Records shown =

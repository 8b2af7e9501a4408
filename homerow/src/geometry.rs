//! Screen coordinates.

use std::fmt;

/// An absolute pointer position in screen pixels, origin top-left.
#[derive(Debug, Clone, Copy, Default, PartialEq, Eq, Hash)]
pub struct Position {
    pub x: i32,
    pub y: i32,
}

impl Position {
    pub const fn new(x: i32, y: i32) -> Self {
        Self { x, y }
    }

    pub fn offset(self, dx: i32, dy: i32) -> Self {
        Self {
            x: self.x.saturating_add(dx),
            y: self.y.saturating_add(dy),
        }
    }
}

impl fmt::Display for Position {
    fn fmt(&self, f: &mut fmt::Formatter<'_>) -> fmt::Result {
        write!(f, "({}, {})", self.x, self.y)
    }
}

/// Dimensions of the screen the pointer lives on.
///
/// A zero dimension means unknown; clamping along that axis only keeps coordinates
/// non-negative.
#[derive(Debug, Clone, Copy, Default, PartialEq, Eq, Hash)]
pub struct ScreenSize {
    pub width: i32,
    pub height: i32,
}

impl ScreenSize {
    pub const UNKNOWN: ScreenSize = ScreenSize {
        width: 0,
        height: 0,
    };

    pub const fn new(width: i32, height: i32) -> Self {
        Self { width, height }
    }

    pub fn is_known(&self) -> bool {
        self.width > 0 && self.height > 0
    }

    /// Pulls `position` into `[0, width-1] x [0, height-1]`.
    pub fn clamp(&self, position: Position) -> Position {
        Position {
            x: clamp_axis(position.x, self.width),
            y: clamp_axis(position.y, self.height),
        }
    }
}

fn clamp_axis(value: i32, extent: i32) -> i32 {
    if extent > 0 {
        value.clamp(0, extent - 1)
    } else {
        value.max(0)
    }
}

impl fmt::Display for ScreenSize {
    fn fmt(&self, f: &mut fmt::Formatter<'_>) -> fmt::Result {
        write!(f, "{}x{}", self.width, self.height)
    }
}

#[cfg(test)]
mod tests {
    use super::*;

    #[test]
    fn clamps_to_screen_edges() {
        let screen = ScreenSize::new(1920, 1080);
        assert_eq!(screen.clamp(Position::new(-5, 20)), Position::new(0, 20));
        assert_eq!(
            screen.clamp(Position::new(2000, 1080)),
            Position::new(1919, 1079)
        );
        assert_eq!(screen.clamp(Position::new(10, 10)), Position::new(10, 10));
    }

    #[test]
    fn unknown_screen_only_floors_at_zero() {
        let screen = ScreenSize::UNKNOWN;
        assert!(!screen.is_known());
        assert_eq!(
            screen.clamp(Position::new(-1, 99_999)),
            Position::new(0, 99_999)
        );
    }

    #[test]
    fn offset_saturates() {
        assert_eq!(
            Position::new(i32::MAX, 0).offset(1, -1),
            Position::new(i32::MAX, -1)
        );
    }
}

About this exercise =
State how many lines above contain the word "value", and nothing more.

Solution for this task =
3